Because of New Year’s Day, this weekend edition replaces the usual daily brief. Normal service will resume on Monday.
If one object will epitomize 2015 in years to come, it will be the hoverboard. Not just because Back to the Future promised us hoverboards by 2015, but because the explosive rise and equally rapid collapse of the actual “hoverboards” we got are emblematic of how today’s global economy functions.
When the boards—really two-wheeled balancing scooters—hit the shelves, endorsements from global celebrities like Justin Bieber spurred demand around the world. Manufacturers and exporters in Shenzhen, where the most of the world’s consumer electronics are made, caught on to the trend and cranked them out in droves. More than 400,000 boards (link in Chinese) shipped out from Shenzhen in October alone. Sellers proliferated, and a dispute flared up over who owned the intellectual property.
But in the rush to meet demand, many boards ended up with batteries that had a tendency to spontaneously self-combust. One caused a family’s house to burn down. Tracking down the faulty batteries to a single supplier was impossible, given the product’s fragmented, fly-by-night supply chain.
Instead, Amazon ultimately scrubbed hoverboards completely from its UK site and restricted them severely in the US—not only to keep consumers safe, but also to dodge lawsuits surrounding the product’s murky IP. With that, the retail giant single-handedly caused the industry to unravel, to the great anger of laid-off hoverboard workers, Chinese distributors who said Amazon still owed them money, and foreign importers besieged by demands for refunds.

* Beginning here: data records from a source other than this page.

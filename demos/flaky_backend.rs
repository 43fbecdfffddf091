//! A flaky backend behind retry + breaker, with transitions logged through `tracing`.
use backstop::{
    CircuitBreaker, CircuitBreakerConfig, LogSink, OperationId, RemoteError, ResilientExecutor,
    RetryExecutor, RetryPolicy, TaggedError,
};
use std::sync::atomic::{AtomicUsize, Ordering};
use std::sync::Arc;
use std::time::Duration;

#[tokio::main]
async fn main() -> Result<(), TaggedError<RemoteError>> {
    tracing_subscriber::fmt().with_target(false).init();

    let executor = ResilientExecutor::new(
        CircuitBreaker::new(
            "inventory",
            CircuitBreakerConfig::builder()
                .failure_threshold(2)
                .reset_timeout(Duration::from_millis(500))
                .half_open_trial_count(1)
                .build()
                .expect("valid breaker config"),
        ),
        RetryExecutor::new(
            RetryPolicy::builder()
                .max_attempts(2)
                .initial_delay(Duration::from_millis(50))
                .max_delay(Duration::from_millis(200))
                .build()
                .expect("valid retry policy"),
        ),
    )
    .with_sink(LogSink);

    let calls = Arc::new(AtomicUsize::new(0));
    let op = OperationId::new("GET", "/inventory/sku-42");

    // Outage: every call fails until the breaker trips.
    for _ in 0..3 {
        let result = executor
            .execute(&op, || {
                calls.fetch_add(1, Ordering::SeqCst);
                async { Err::<u32, _>(RemoteError::status(503, "maintenance")) }
            })
            .await;
        if let Err(err) = result {
            println!("{err}");
        }
    }

    // Recovery: wait out the cooldown and let a probe through.
    tokio::time::sleep(Duration::from_millis(600)).await;
    let stock = executor
        .execute(&op, || {
            calls.fetch_add(1, Ordering::SeqCst);
            async { Ok::<_, RemoteError>(17) }
        })
        .await?;

    println!(
        "stock={stock} state={} backend_calls={}",
        executor.breaker().state(),
        calls.load(Ordering::SeqCst)
    );
    Ok(())
}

This is the modern economy in a nutshell—viral trends, massive manufacturing hubs, IP disputes, weak regulation, immensely powerful businesses, and global ripple effects. That, rather than its distinctly underwhelming technology, is what made the hoverboard a device of the future—and perhaps just as quickly, and to most people’s relief, a thing of the past.—Josh Horwitz
Five things on Quartz we especially liked
Unmasking the face of the billion-year-old Earth. The continents we know today were once part of the supercontinent Pangaea; before Pangaea, there were others. Steve LeVine writes on the scientific detective work that has created the first accurate picture of how the planet looked in its youth, and the political repercussions of ancient geology.
A statistical analysis of American wall-punching. US consumer safety regulators recorded more than 1,200 annual injuries from fist-on-wall violence. Keith Collins takes a swim in data that shows wall punching is largely a teenage phenomenon—but with a noticeable bump from 50-year-olds.
The future of Western Islam. How can the religion save itself from being radicalized from within and demonized from without? In the form of a letter to a young Muslim, Haroon Moghul pens a prescription for building a modern global Islamic community that preserves unity without requiring unanimity.
The year America woke up to racism. Thanks to the internet, writes Marcie Blanco, 2015 was the year it became impossible for white America to ignore systematic violence against black people by police and other institutons. But, she argues, there will be a backlash before there is an improvement.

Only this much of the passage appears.